Bu da birkaç çeşittir ve birincisi ihtikâr/karaborsacılıktır. Yiyecek maddelerini satan bir kimse o maddeleri fiyatların yükselmesine kadar depo edip bekletiyorsa, bu bekletme umumî bir zulümdür. Bunu yapan insan, şer'an kötü bir insandır. Nitekim Hz. Peygamber (s.a) şöyle buyurmuştur:
Bir kimse kırk gün yiyecek maddelerini depo edip (pahalansın diye) bekletirse, sonra o maddelerin hepsini Allah yolunda sadaka verse bile onun bu sadakası ihtikârcılığının kefareti olamaz.24
İbn Ömer, Hz. Peygamber'den (s.a) şöyle rivayet eder:
Her kim kırk
gün yiyecek maddelerini (ihtiyaç olduğu halde) istif edip satmıyor ve
pahalılığı bekliyorsa, hem onun Allah'tan ilgisi, hem de Allah'ın ondan
ilgisi kesilir!25
Böyle yapan bir kimsenin bütün insanları öldürmüş
gibi olacağı söylenmiştir.
Hz. Ali'den şöyle rivayet edilir: 'Kırk gün
yiyecek maddelerini (pahalı satmak için) istif eden bir kimsenin kalbi
katılaşır'.
Yine Hz. Ali ihtikârca bir kimsenin istif ettiği yiyecek
maddelerini ateşe atıp yakmıştır. İhtikârı terketmenin fazileti hakkında
Hz.
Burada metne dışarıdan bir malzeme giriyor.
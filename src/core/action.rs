//! # Actions
//!
//! Everything that can happen in Dish Decider becomes an `Action`.
//! User swipes right? That's `Action::DragEnded { x, y }`.
//! Scanner reads a code? That's `Action::ScanSucceeded(code)`.
//!
//! The `update()` function takes the current state and an action,
//! mutates the state, and returns an `Effect` for the adapter to carry out.
//! No side effects here. Timers and URL opening happen elsewhere.
//!
//! ```text
//! State + Action  →  update()  →  New State + Effect
//! ```

use std::time::Duration;

use log::{debug, info};
use url::Url;

use crate::core::deck::{DeckEvent, Decision};
use crate::core::flow::{AUTO_ADVANCE_DELAY, AutoAdvance, Screen};
use crate::core::gesture::GestureOutcome;
use crate::core::qr::{self, QrAction};
use crate::core::state::App;

#[derive(Debug, Clone, PartialEq)]
pub enum Action {
    // Screen flow
    StartGroupSession,
    SoloMode,
    ContinueToFilters,
    StartSwiping,
    SeeResults,
    Back,
    TryAgain,
    StartOver,

    // Filters screen
    SetRadius(f64),
    ToggleDietary(String),
    ToggleVibe(String),

    // Swipe deck (points)
    DragChanged { x: f64, y: f64 },
    DragEnded { x: f64, y: f64 },
    /// Reject/accept buttons; bypasses the gesture threshold.
    Decide(Decision),

    /// Delayed follow-up to deck exhaustion.
    AutoAdvance { generation: u64 },

    // QR scanner
    OpenScanner,
    ScanSucceeded(String),
    ScanFailed,
    DismissAlert,

    Quit,
}

/// Work for the adapter after an update.
#[derive(Debug, Clone, PartialEq)]
pub enum Effect {
    None,
    Quit,
    /// Feed `Action::AutoAdvance { generation }` back after `delay`.
    ScheduleAutoAdvance { generation: u64, delay: Duration },
    OpenUrl(Url),
}

pub fn update(app: &mut App, action: Action) -> Effect {
    debug!("update: {:?} on {:?}", action, app.screen());

    match action {
        Action::StartGroupSession => {
            app.flow.start_group_session();
            Effect::None
        }
        Action::SoloMode => {
            if app.flow.solo_mode() {
                app.session = std::mem::take(&mut app.session).solo();
            }
            Effect::None
        }
        Action::ContinueToFilters => {
            app.flow.continue_to_filters();
            Effect::None
        }
        Action::StartSwiping => {
            app.flow.start_swiping();
            Effect::None
        }
        Action::SeeResults => {
            app.flow.see_results();
            Effect::None
        }
        Action::Back => {
            app.flow.back();
            app.gesture.reset();
            Effect::None
        }
        Action::TryAgain => {
            if app.flow.try_again() {
                app.reload_deck();
            }
            Effect::None
        }
        Action::StartOver => {
            if app.flow.start_over() {
                app.reload_deck();
            }
            Effect::None
        }

        Action::SetRadius(radius) => {
            if app.screen() == Screen::Filters {
                app.session = std::mem::take(&mut app.session).with_radius(radius);
            }
            Effect::None
        }
        Action::ToggleDietary(option) => {
            if app.screen() == Screen::Filters {
                app.session = std::mem::take(&mut app.session).toggle_dietary(&option);
            }
            Effect::None
        }
        Action::ToggleVibe(option) => {
            if app.screen() == Screen::Filters {
                app.session = std::mem::take(&mut app.session).toggle_vibe(&option);
            }
            Effect::None
        }

        Action::DragChanged { x, y } => {
            if app.screen() == Screen::SwipeDeck && !app.deck.is_empty() {
                app.gesture.on_drag(x, y);
            }
            Effect::None
        }
        Action::DragEnded { x, y } => {
            if app.screen() != Screen::SwipeDeck || app.deck.is_empty() {
                app.gesture.reset();
                return Effect::None;
            }
            match app.gesture.on_end(x, y) {
                GestureOutcome::Decided { decision, .. } => apply_decision(app, decision),
                GestureOutcome::SnapBack => Effect::None,
            }
        }
        Action::Decide(decision) => {
            if app.screen() != Screen::SwipeDeck {
                return Effect::None;
            }
            app.gesture.reset();
            apply_decision(app, decision)
        }

        Action::AutoAdvance { generation } => {
            app.flow.fire_auto_advance(AutoAdvance { generation });
            Effect::None
        }

        Action::OpenScanner => {
            app.scanner_open = true;
            app.gesture.reset();
            Effect::None
        }
        Action::ScanSucceeded(code) => {
            app.scanner_open = false;
            handle_qr_code(app, &code)
        }
        Action::ScanFailed => {
            app.scanner_open = false;
            app.status_message = "Scan cancelled".to_string();
            Effect::None
        }
        Action::DismissAlert => {
            app.alert = None;
            Effect::None
        }

        Action::Quit => Effect::Quit,
    }
}

/// Remove the top card and, if that emptied the deck, schedule the jump to
/// Results.
fn apply_decision(app: &mut App, decision: Decision) -> Effect {
    let event = app.deck.decide(decision);
    if event != DeckEvent::Unchanged {
        app.last_removal = Some(decision.removal_transition());
    }

    match event {
        DeckEvent::Exhausted => {
            let ticket = app.flow.schedule_auto_advance();
            info!(
                "Deck exhausted with {} liked; auto-advance scheduled (gen {})",
                app.deck.liked().len(),
                ticket.generation
            );
            Effect::ScheduleAutoAdvance {
                generation: ticket.generation,
                delay: AUTO_ADVANCE_DELAY,
            }
        }
        DeckEvent::Removed | DeckEvent::Unchanged => Effect::None,
    }
}

fn handle_qr_code(app: &mut App, code: &str) -> Effect {
    match qr::classify(code, &app.url_schemes) {
        QrAction::OpenUrl(url) => {
            info!("QR code is a URL: {}", url);
            app.status_message = format!("Opening {}", url);
            Effect::OpenUrl(url)
        }
        QrAction::ResolveRestaurant(id) => {
            match app.catalog.restaurant(&id) {
                Some(restaurant) => {
                    info!("QR code resolved restaurant '{}'", restaurant.id);
                    app.status_message = format!("{} · {}", restaurant.name, restaurant.address);
                }
                None => {
                    info!("QR code names unknown restaurant '{}'", id);
                    app.alert = Some(format!("Unknown restaurant: {}", id));
                }
            }
            Effect::None
        }
        QrAction::Alert(text) => {
            app.alert = Some(text);
            Effect::None
        }
    }
}

#[cfg(test)]
mod tests {
    use super::*;
    use crate::core::gesture::RemovalTransition;
    use crate::test_support::{app_on_swipe_deck, test_app};

    fn drag(app: &mut App, x: f64) -> Effect {
        update(app, Action::DragChanged { x: x / 2.0, y: 5.0 });
        update(app, Action::DragEnded { x, y: 10.0 })
    }

    #[test]
    fn test_solo_mode_collapses_members() {
        let mut app = test_app();
        update(&mut app, Action::SoloMode);
        assert_eq!(app.session.members, vec!["You"]);
        assert_eq!(app.screen(), Screen::Filters);

        update(&mut app, Action::Back);
        assert_eq!(app.screen(), Screen::JoinGroup);
    }

    #[test]
    fn test_solo_mode_off_welcome_keeps_group() {
        let mut app = test_app();
        update(&mut app, Action::StartGroupSession);
        update(&mut app, Action::SoloMode);
        assert_eq!(app.session.members.len(), 4);
        assert_eq!(app.screen(), Screen::JoinGroup);
    }

    #[test]
    fn test_swipe_right_likes_top() {
        let mut app = app_on_swipe_deck();
        let top = app.deck.top_card().cloned().unwrap();
        let before = app.deck.len();

        assert_eq!(drag(&mut app, 200.0), Effect::None);
        assert_eq!(app.deck.len(), before - 1);
        assert_eq!(app.deck.liked(), &[top]);
        assert_eq!(app.last_removal, Some(RemovalTransition::TrailingBottom));
        assert!(app.gesture.drag().is_zero());
    }

    #[test]
    fn test_swipe_left_rejects() {
        let mut app = app_on_swipe_deck();
        let before = app.deck.len();
        drag(&mut app, -200.0);
        assert_eq!(app.deck.len(), before - 1);
        assert!(app.deck.liked().is_empty());
        assert_eq!(app.last_removal, Some(RemovalTransition::LeadingBottom));
    }

    #[test]
    fn test_short_drag_snaps_back() {
        let mut app = app_on_swipe_deck();
        let before = app.deck.len();
        drag(&mut app, 120.0);
        assert_eq!(app.deck.len(), before);
        assert!(app.gesture.drag().is_zero());
        assert_eq!(app.last_removal, None);
    }

    #[test]
    fn test_drag_ignored_off_deck_screen() {
        let mut app = test_app();
        update(&mut app, Action::DragChanged { x: 50.0, y: 0.0 });
        assert!(app.gesture.drag().is_zero());
        update(&mut app, Action::Decide(Decision::Accept));
        assert_eq!(app.deck.len(), app.catalog.dishes.len());
    }

    #[test]
    fn test_buttons_bypass_threshold() {
        let mut app = app_on_swipe_deck();
        update(&mut app, Action::Decide(Decision::Accept));
        assert_eq!(app.deck.liked().len(), 1);
        assert_eq!(app.last_removal, Some(RemovalTransition::TrailingBottom));
        update(&mut app, Action::Decide(Decision::Reject));
        assert_eq!(app.deck.liked().len(), 1);
        assert_eq!(app.last_removal, Some(RemovalTransition::LeadingBottom));
    }

    #[test]
    fn test_exhaustion_schedules_exactly_once() {
        let mut app = app_on_swipe_deck();
        let n = app.deck.len();
        let effects: Vec<_> = (0..n + 2)
            .map(|_| update(&mut app, Action::Decide(Decision::Reject)))
            .collect();

        let scheduled: Vec<_> = effects
            .iter()
            .filter(|e| matches!(e, Effect::ScheduleAutoAdvance { .. }))
            .collect();
        assert_eq!(scheduled.len(), 1);
        assert_eq!(
            effects[n - 1],
            Effect::ScheduleAutoAdvance {
                generation: app.flow.generation(),
                delay: AUTO_ADVANCE_DELAY,
            }
        );
    }

    #[test]
    fn test_auto_advance_moves_to_results() {
        let mut app = app_on_swipe_deck();
        let mut last = Effect::None;
        while !app.deck.is_empty() {
            last = update(&mut app, Action::Decide(Decision::Accept));
        }
        let Effect::ScheduleAutoAdvance { generation, .. } = last else {
            panic!("expected auto-advance, got {last:?}");
        };
        // Empty state stays visible until the timer fires
        assert_eq!(app.screen(), Screen::SwipeDeck);

        update(&mut app, Action::AutoAdvance { generation });
        assert_eq!(app.screen(), Screen::Results);
    }

    #[test]
    fn test_stale_auto_advance_dropped() {
        let mut app = app_on_swipe_deck();
        let mut last = Effect::None;
        while !app.deck.is_empty() {
            last = update(&mut app, Action::Decide(Decision::Reject));
        }
        let Effect::ScheduleAutoAdvance { generation, .. } = last else {
            panic!("expected auto-advance");
        };
        update(&mut app, Action::Back);
        update(&mut app, Action::AutoAdvance { generation });
        assert_eq!(app.screen(), Screen::Filters);
    }

    #[test]
    fn test_try_again_reloads_and_goes_to_filters() {
        let mut app = app_on_swipe_deck();
        update(&mut app, Action::Decide(Decision::Accept));
        update(&mut app, Action::SeeResults);
        update(&mut app, Action::TryAgain);
        assert_eq!(app.screen(), Screen::Filters);
        assert_eq!(app.deck.cards(), app.catalog.dishes.as_slice());
        assert!(app.deck.liked().is_empty());
    }

    #[test]
    fn test_start_over_reloads_and_goes_home() {
        let mut app = app_on_swipe_deck();
        update(&mut app, Action::Decide(Decision::Accept));
        update(&mut app, Action::SeeResults);
        update(&mut app, Action::StartOver);
        assert_eq!(app.screen(), Screen::Welcome);
        assert_eq!(app.deck.len(), app.catalog.dishes.len());
        assert!(app.deck.liked().is_empty());
    }

    #[test]
    fn test_filters_only_change_on_filters_screen() {
        let mut app = test_app();
        update(&mut app, Action::SetRadius(20.0));
        assert_eq!(app.session.location_radius, 5.0);

        update(&mut app, Action::SoloMode);
        update(&mut app, Action::SetRadius(20.0));
        update(&mut app, Action::ToggleDietary("Vegan".to_string()));
        update(&mut app, Action::ToggleVibe("Casual".to_string()));
        assert_eq!(app.session.location_radius, 20.0);
        assert!(app.session.has_dietary("Vegan"));
        assert!(!app.session.has_vibe("Casual"));
    }

    #[test]
    fn test_filters_do_not_touch_deck() {
        let mut app = test_app();
        update(&mut app, Action::SoloMode);
        update(&mut app, Action::ToggleDietary("Vegan".to_string()));
        update(&mut app, Action::StartSwiping);
        assert_eq!(app.deck.cards(), app.catalog.dishes.as_slice());
    }

    #[test]
    fn test_qr_url_opens() {
        let mut app = test_app();
        update(&mut app, Action::OpenScanner);
        assert!(app.scanner_open);
        let effect = update(&mut app, Action::ScanSucceeded("https://example.com".to_string()));
        assert!(matches!(effect, Effect::OpenUrl(ref u) if u.as_str() == "https://example.com/"));
        assert!(!app.scanner_open);
        assert!(app.alert.is_none());
    }

    #[test]
    fn test_qr_text_alerts_and_dismisses() {
        let mut app = test_app();
        update(&mut app, Action::ScanSucceeded("hello".to_string()));
        assert_eq!(app.alert.as_deref(), Some("hello"));
        update(&mut app, Action::DismissAlert);
        assert!(app.alert.is_none());
    }

    #[test]
    fn test_qr_known_restaurant_sets_status() {
        let mut app = test_app();
        let effect = update(&mut app, Action::ScanSucceeded("restaurant:pho-house".to_string()));
        assert_eq!(effect, Effect::None);
        assert!(app.status_message.contains("Pho House"));
        assert!(app.alert.is_none());
    }

    #[test]
    fn test_qr_unknown_restaurant_alerts() {
        let mut app = test_app();
        update(&mut app, Action::ScanSucceeded("restaurant:42".to_string()));
        assert_eq!(app.alert.as_deref(), Some("Unknown restaurant: 42"));
    }

    #[test]
    fn test_scanner_interrupts_drag() {
        let mut app = app_on_swipe_deck();
        update(&mut app, Action::DragChanged { x: 90.0, y: 0.0 });
        update(&mut app, Action::OpenScanner);
        assert!(app.gesture.drag().is_zero());
    }

    #[test]
    fn test_scan_failed_only_closes_scanner() {
        let mut app = app_on_swipe_deck();
        update(&mut app, Action::OpenScanner);
        let before = app.deck.len();
        assert_eq!(update(&mut app, Action::ScanFailed), Effect::None);
        assert!(!app.scanner_open);
        assert!(app.alert.is_none());
        assert_eq!(app.deck.len(), before);
        assert_eq!(app.screen(), Screen::SwipeDeck);
    }

    #[test]
    fn test_quit() {
        let mut app = test_app();
        assert_eq!(update(&mut app, Action::Quit), Effect::Quit);
    }
}
//! # Gesture Mapper
//!
//! Turns a continuous drag into a discrete swipe decision.
//!
//! ```text
//!  DragChanged(x, y) ... DragChanged(x, y)  DragEnded(x, y)
//!        │                     │                  │
//!        ▼                     ▼                  ▼
//!   DragState (visual feedback only)     |x| > 120 ? Decided : SnapBack
//! ```
//!
//! Units are points, the same scale the threshold is defined in. Adapters
//! convert their native input units before feeding samples in.

use crate::core::deck::Decision;

/// Horizontal travel (points) a drag must exceed to count as a swipe.
pub const SWIPE_THRESHOLD: f64 = 120.0;

/// Card tilt is `x / ROTATION_DIVISOR` degrees.
pub const ROTATION_DIVISOR: f64 = 40.0;

/// The card follows only this fraction of the vertical drag.
pub const VERTICAL_DAMPING: f64 = 0.4;

/// In-progress drag offset. Zero when no gesture is active.
#[derive(Debug, Clone, Copy, Default, PartialEq)]
pub struct DragState {
    pub x: f64,
    pub y: f64,
}

impl DragState {
    pub const ZERO: DragState = DragState { x: 0.0, y: 0.0 };

    pub fn is_zero(&self) -> bool {
        *self == Self::ZERO
    }
}

/// Rendering hints derived from a `DragState`.
#[derive(Debug, Clone, Copy, Default, PartialEq)]
pub struct CardTransform {
    pub offset_x: f64,
    pub offset_y: f64,
    pub rotation_degrees: f64,
}

/// Direction the removed card leaves the screen.
#[derive(Debug, Clone, Copy, PartialEq, Eq)]
pub enum RemovalTransition {
    /// Off to the right and down (accept).
    TrailingBottom,
    /// Off to the left and down (reject).
    LeadingBottom,
}

impl Decision {
    /// Removal direction matching the decision's polarity. Used by both the
    /// gesture path and the buttons.
    pub fn removal_transition(self) -> RemovalTransition {
        match self {
            Decision::Accept => RemovalTransition::TrailingBottom,
            Decision::Reject => RemovalTransition::LeadingBottom,
        }
    }
}

/// Result of a finished gesture.
#[derive(Debug, Clone, Copy, PartialEq, Eq)]
pub enum GestureOutcome {
    Decided {
        decision: Decision,
        transition: RemovalTransition,
    },
    /// Not far enough; the card springs back to center.
    SnapBack,
}

#[derive(Debug, Clone, Default)]
pub struct GestureMapper {
    drag: DragState,
}

impl GestureMapper {
    pub fn new() -> Self {
        Self::default()
    }

    pub fn drag(&self) -> DragState {
        self.drag
    }

    /// Intermediate sample. Stores the offset, never decides.
    pub fn on_drag(&mut self, x: f64, y: f64) {
        self.drag = DragState { x, y };
    }

    /// Terminal sample. Always leaves the drag state at zero.
    pub fn on_end(&mut self, x: f64, y: f64) -> GestureOutcome {
        self.drag = DragState { x, y };
        let outcome = classify(x);
        self.reset();
        outcome
    }

    pub fn reset(&mut self) {
        self.drag = DragState::ZERO;
    }

    pub fn transform(&self) -> CardTransform {
        transform_for(self.drag)
    }
}

/// Threshold rule on the horizontal delta. `|dx| <= 120` snaps back.
pub fn classify(dx: f64) -> GestureOutcome {
    if dx.abs() > SWIPE_THRESHOLD {
        let decision = if dx > 0.0 {
            Decision::Accept
        } else {
            Decision::Reject
        };
        GestureOutcome::Decided {
            decision,
            transition: decision.removal_transition(),
        }
    } else {
        GestureOutcome::SnapBack
    }
}

pub fn transform_for(drag: DragState) -> CardTransform {
    CardTransform {
        offset_x: drag.x,
        offset_y: drag.y * VERTICAL_DAMPING,
        rotation_degrees: drag.x / ROTATION_DIVISOR,
    }
}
Peygamber'den şu hadîs rivayet edilmektedir:
Kim günün rayiciyle satmak üzere bir yiyecek maddesi getirirse, sanki o
yiyecek maddesinin tamamını sadaka vermiş gibi olur.26
Başka bir
lâfızda 'Sanki bir köleyi âzad etmiş gibi olur' şeklinde
gelmiştir.
'Kim mescid-i haram'da. haktan saparak zulüm yaparsa ona
acıklı bir azab tattırırız' (Hac/25) ayetinin tefsirinde İhtikâr
zu-lümdendir ve bu ilâhî tehdide dâhil olmaktadır' denilmiştir.
Rivayet edilir ki; Vasıt şehrinde bulunan seleften bir zât orada bir
gemi dolusu buğdayı Basra'ya doğru yola çıkarır ve Basra'daki vekiline
şöyle yazar: 'Bu buğdayı Basra'ya. geldiği zaman günün rayiciyle sat.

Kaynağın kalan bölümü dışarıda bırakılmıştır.